Robert Kerr (writer)
This eBook from the Gutenberg Project consists of approximately 764 pages of information about A General History and Collection of Voyages and Travels — Volume 04.

I have placed myself last in the list, having been twice in this country before the coming of Cortes, and the third time along with him; and, as among those whom I have enumerated, there were many valiant captains, so I was held in no inconsiderable estimation in my day as a soldier.  Besides the many battles and dangers in which I participated since I came into this country, and the distresses, by hunger, thirst, fatigue and wounds, incident to all who undertake discoveries and wars in unknown countries, I was twice in the hands of the enemy, who were carrying me off for sacrifice:  But thanks and praise to God and his holy Virgin Mother, who gave me force to escape from their grasp, that I might now relate and make manifest our heroic deeds in the conquest of this new world, and thereby to prevent all the honour and merit from being unjustly ascribed to our general alone.  It is now proper that I should make some observations on the good effects produced by our exertions and illustrious conquests, to the service of God and our king, in which many of our companions lost their lives, being sacrificed to the gods or idols of the Mexicans, Huitzilopochtli and Tezcatlipoca.
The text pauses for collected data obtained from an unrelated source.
use std::sync::Arc;

use tracing::debug;
use uuid::Uuid;

use agora_db::Store;
use agora_types::events::{DirectMessageView, ServerEvent};
use agora_types::models::UserProfile;

use crate::error::GatewayError;
use crate::messages::{display_identity, sanitize_content};
use crate::registry::ConnectionRegistry;
use crate::session::Session;

/// One-to-one messages, DM typing and friend request signals, routed by user
/// rather than room.
pub struct DirectMessageService {
    store: Arc<dyn Store>,
    registry: ConnectionRegistry,
    max_len: usize,
}

impl DirectMessageService {
    pub fn new(store: Arc<dyn Store>, registry: ConnectionRegistry, max_len: usize) -> Self {
        Self {
            store,
            registry,
            max_len,
        }
    }

    /// Persist a DM and deliver `new_dm` to every live session of both
    /// parties. Anonymous senders and blank content are dropped.
    pub async fn send(
        &self,
        session: &Session,
        receiver_id: Uuid,
        content: &str,
    ) -> Result<Option<DirectMessageView>, GatewayError> {
        let Some(sender_id) = session.user_id() else {
            debug!("Dropped DM from anonymous session {}", session.id);
            return Ok(None);
        };
        let Some(content) = sanitize_content(content, self.max_len) else {
            return Ok(None);
        };

        let (sender_username, sender_avatar_color) = display_identity(self.store.as_ref(), session).await;
        let dm = self
            .store
            .insert_direct_message(sender_id, receiver_id, &content)
            .await?;

        let view = DirectMessageView {
            id: dm.id,
            sender_id: dm.sender_id,
            receiver_id: dm.receiver_id,
            content: dm.content,
            created_at: dm.created_at,
            sender_username,
            sender_avatar_color,
        };

        let delivered = self
            .registry
            .send_to_users(&[receiver_id, sender_id], &ServerEvent::NewDm(view.clone()))
            .await;
        debug!(dm = %view.id, delivered, "DM delivered");

        Ok(Some(view))
    }

    pub async fn typing_start(&self, session: &Session, receiver_id: Uuid) -> usize {
        let Some(user_id) = session.user_id() else {
            return 0;
        };
        let event = ServerEvent::DmUserTyping {
            user_id,
            username: session.username().to_string(),
        };
        self.registry.send_to_user(receiver_id, &event).await
    }

    pub async fn typing_stop(&self, session: &Session, receiver_id: Uuid) -> usize {
        let Some(user_id) = session.user_id() else {
            return 0;
        };
        let event = ServerEvent::DmUserStopTyping {
            user_id,
            username: session.username().to_string(),
        };
        self.registry.send_to_user(receiver_id, &event).await
    }

    /// Tell every live session of `receiver_id` about a request the session's
    /// user has already recorded. Without a pending request nothing is sent.
    pub async fn friend_request(&self, session: &Session, receiver_id: Uuid) -> Result<usize, GatewayError> {
        let Some(requester_id) = session.user_id() else {
            return Ok(0);
        };
        if !self
            .store
            .has_pending_friend_request(requester_id, receiver_id)
            .await?
        {
            debug!("No pending request from {} to {}", requester_id, receiver_id);
            return Ok(0);
        }

        let (username, avatar_color) = display_identity(self.store.as_ref(), session).await;
        let event = ServerEvent::NewFriendRequest {
            from: UserProfile {
                id: requester_id,
                username,
                avatar_color,
            },
        };
        Ok(self.registry.send_to_user(receiver_id, &event).await)
    }
}

#[cfg(test)]
mod tests {
    use super::*;
    use crate::messages::MAX_CONTENT_LEN;
    use crate::session::Identity;
    use crate::session::DEFAULT_AVATAR_COLOR;
    use crate::test_support::{ProfileOutageStore, TestStore, drain};

    fn new_dms(events: Vec<ServerEvent>) -> usize {
        events
            .iter()
            .filter(|e| matches!(e, ServerEvent::NewDm(_)))
            .count()
    }

    #[tokio::test]
    async fn dm_reaches_both_parties_and_nobody_else() {
        let store = TestStore::new();
        let alice = store.user("alice");
        let bob = store.user("bob");
        let carol = store.user("carol");
        let registry = ConnectionRegistry::new();
        let dms = DirectMessageService::new(store.dyn_store(), registry.clone(), MAX_CONTENT_LEN);

        let (a1, mut a1_rx) = alice.session();
        let (b1, mut b1_rx) = bob.session();
        let (c1, mut c1_rx) = carol.session();
        for s in [&a1, &b1, &c1] {
            registry.register(s).await;
        }
        for rx in [&mut a1_rx, &mut b1_rx, &mut c1_rx] {
            drain(rx);
        }

        let view = dms.send(&a1, bob.id, " hey bob ").await.unwrap().unwrap();
        assert_eq!(view.content, "hey bob");
        assert_eq!(view.sender_username, "alice");

        assert_eq!(drain(&mut a1_rx), vec![ServerEvent::NewDm(view.clone())]);
        assert_eq!(drain(&mut b1_rx), vec![ServerEvent::NewDm(view)]);
        assert_eq!(new_dms(drain(&mut c1_rx)), 0);
    }

    #[tokio::test]
    async fn dm_to_self_is_delivered_once_per_session() {
        let store = TestStore::new();
        let alice = store.user("alice");
        let registry = ConnectionRegistry::new();
        let dms = DirectMessageService::new(store.dyn_store(), registry.clone(), MAX_CONTENT_LEN);

        let (a1, mut rx) = alice.session();
        registry.register(&a1).await;
        drain(&mut rx);

        dms.send(&a1, alice.id, "note to self").await.unwrap();
        assert_eq!(new_dms(drain(&mut rx)), 1);
    }

    #[tokio::test]
    async fn dm_to_offline_user_is_still_stored() {
        let store = TestStore::new();
        let alice = store.user("alice");
        let bob = store.user("bob");
        let registry = ConnectionRegistry::new();
        let dms = DirectMessageService::new(store.dyn_store(), registry.clone(), MAX_CONTENT_LEN);

        let (a1, _rx) = alice.session();
        registry.register(&a1).await;
        dms.send(&a1, bob.id, "see you later").await.unwrap();

        let unread = store.db().unread_counts(&bob.id.to_string()).unwrap();
        assert_eq!(unread, vec![(alice.id.to_string(), 1)]);
    }

    #[tokio::test]
    async fn anonymous_sender_is_ignored() {
        let store = TestStore::new();
        let bob = store.user("bob");
        let registry = ConnectionRegistry::new();
        let dms = DirectMessageService::new(store.dyn_store(), registry.clone(), MAX_CONTENT_LEN);

        let (b1, mut b_rx) = bob.session();
        registry.register(&b1).await;
        drain(&mut b_rx);

        let (anon, _rx) = Session::new(Identity::Anonymous);
        assert!(dms.send(&anon, bob.id, "boo").await.unwrap().is_none());
        assert_eq!(dms.typing_start(&anon, bob.id).await, 0);
        assert!(drain(&mut b_rx).is_empty());
    }

    #[tokio::test]
    async fn dm_typing_goes_to_receiver_only() {
        let store = TestStore::new();
        let alice = store.user("alice");
        let bob = store.user("bob");
        let registry = ConnectionRegistry::new();
        let dms = DirectMessageService::new(store.dyn_store(), registry.clone(), MAX_CONTENT_LEN);

        let (a1, mut a_rx) = alice.session();
        let (b1, mut b_rx) = bob.session();
        let (b2, mut b2_rx) = bob.session();
        for s in [&a1, &b1, &b2] {
            registry.register(s).await;
        }
        for rx in [&mut a_rx, &mut b_rx, &mut b2_rx] {
            drain(rx);
        }

        assert_eq!(dms.typing_start(&a1, bob.id).await, 2);
        let typing = ServerEvent::DmUserTyping {
            user_id: alice.id,
            username: "alice".into(),
        };
        assert_eq!(drain(&mut b_rx), vec![typing.clone()]);
        assert_eq!(drain(&mut b2_rx), vec![typing]);
        assert!(drain(&mut a_rx).is_empty());

        dms.typing_stop(&a1, bob.id).await;
        assert_eq!(
            drain(&mut b_rx),
            vec![ServerEvent::DmUserStopTyping {
                user_id: alice.id,
                username: "alice".into()
            }]
        );
    }

    #[tokio::test]
    async fn friend_request_notifies_only_when_recorded() {
        let store = TestStore::new();
        let alice = store.user("alice");
        let bob = store.user("bob");
        let registry = ConnectionRegistry::new();
        let dms = DirectMessageService::new(store.dyn_store(), registry.clone(), MAX_CONTENT_LEN);

        let (a1, mut a_rx) = alice.session();
        let (b1, mut b_rx) = bob.session();
        let (b2, mut b2_rx) = bob.session();
        for s in [&a1, &b1, &b2] {
            registry.register(s).await;
        }
        for rx in [&mut a_rx, &mut b_rx, &mut b2_rx] {
            drain(rx);
        }

        assert_eq!(dms.friend_request(&a1, bob.id).await.unwrap(), 0);
        assert!(drain(&mut b_rx).is_empty());

        store
            .db()
            .request_friend(
                &Uuid::new_v4().to_string(),
                &alice.id.to_string(),
                &bob.id.to_string(),
                &agora_db::models::format_timestamp(chrono::Utc::now()),
            )
            .unwrap();

        assert_eq!(dms.friend_request(&a1, bob.id).await.unwrap(), 2);
        let expected = ServerEvent::NewFriendRequest {
            from: UserProfile {
                id: alice.id,
                username: "alice".into(),
                avatar_color: "#9B59B6".into(),
            },
        };
        assert_eq!(drain(&mut b_rx), vec![expected.clone()]);
        assert_eq!(drain(&mut b2_rx), vec![expected]);
        assert!(drain(&mut a_rx).is_empty());
    }

    #[tokio::test]
    async fn failed_profile_lookup_still_delivers_the_dm() {
        let base = TestStore::new();
        let alice = base.user("alice");
        let bob = base.user("bob");
        let registry = ConnectionRegistry::new();
        let dms = DirectMessageService::new(
            Arc::new(ProfileOutageStore::new(base.dyn_store())),
            registry.clone(),
            MAX_CONTENT_LEN,
        );

        let (a1, mut a_rx) = alice.session();
        let (b1, mut b_rx) = bob.session();
        registry.register(&a1).await;
        registry.register(&b1).await;
        drain(&mut a_rx);
        drain(&mut b_rx);

        let view = dms.send(&a1, bob.id, "still here").await.unwrap().unwrap();
        assert_eq!(view.sender_username, "alice");
        assert_eq!(view.sender_avatar_color, DEFAULT_AVATAR_COLOR);
        assert_eq!(drain(&mut b_rx), vec![ServerEvent::NewDm(view)]);

        let unread = base.db().unread_counts(&bob.id.to_string()).unwrap();
        assert_eq!(unread, vec![(alice.id.to_string(), 1)]);
    }
}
In the first place, we purged the land of many wicked customs, and in particular from human sacrifices.  By estimates made by the reverend Franciscan friars, who succeeded Fra Bartholomew de Olmedo, it appears that above 2500 human victims were sacrificed yearly in Mexico and some adjacent towns on the lake; so that the number annually put to death in the whole country must have been very great.  Their various other horrible practices exceed my powers of description.  Their cursed adoratories were exceedingly numerous, like our holy churches, hermitages, and chapels, in Spain, as they had everywhere houses dedicated to idols, devils, and infernal figures.  Besides which, every individual native had two altars, one beside the place where he or she slept, and another at the door of the house, with chests containing large or small idols and stone knives, and books made of the bark of trees containing the record of past times.  Especially on the coast and other sultry parts of the country, they were addicted to the most abominable vices, where they had boys in female attire.  They fed on human flesh, as we do on beef, having wooden cages in every town, in which men, women, and children, were kept and fed for that purpose, to which all the prisoners taken in war were destined.  Incest was common among them, and they were extremely addicted to drunkenness.  They had as many wives as they pleased.  From these and many other abominations, it was the will of God that we should be the humble instruments to clear the land; substituting a good policy and the holy doctrine of Jesus Christ in their place.  It is true that, two years afterwards, when the country was subjugated and civilized, certain worthy Franciscans of good example and holy doctrine came here, who were followed in three or four years by fathers of the order of St Dominic, who completed what others had begun.  But the honour of having destroyed the abominations of the land, assuredly belongs to us the true conquerors, who opened the way for these holy fathers.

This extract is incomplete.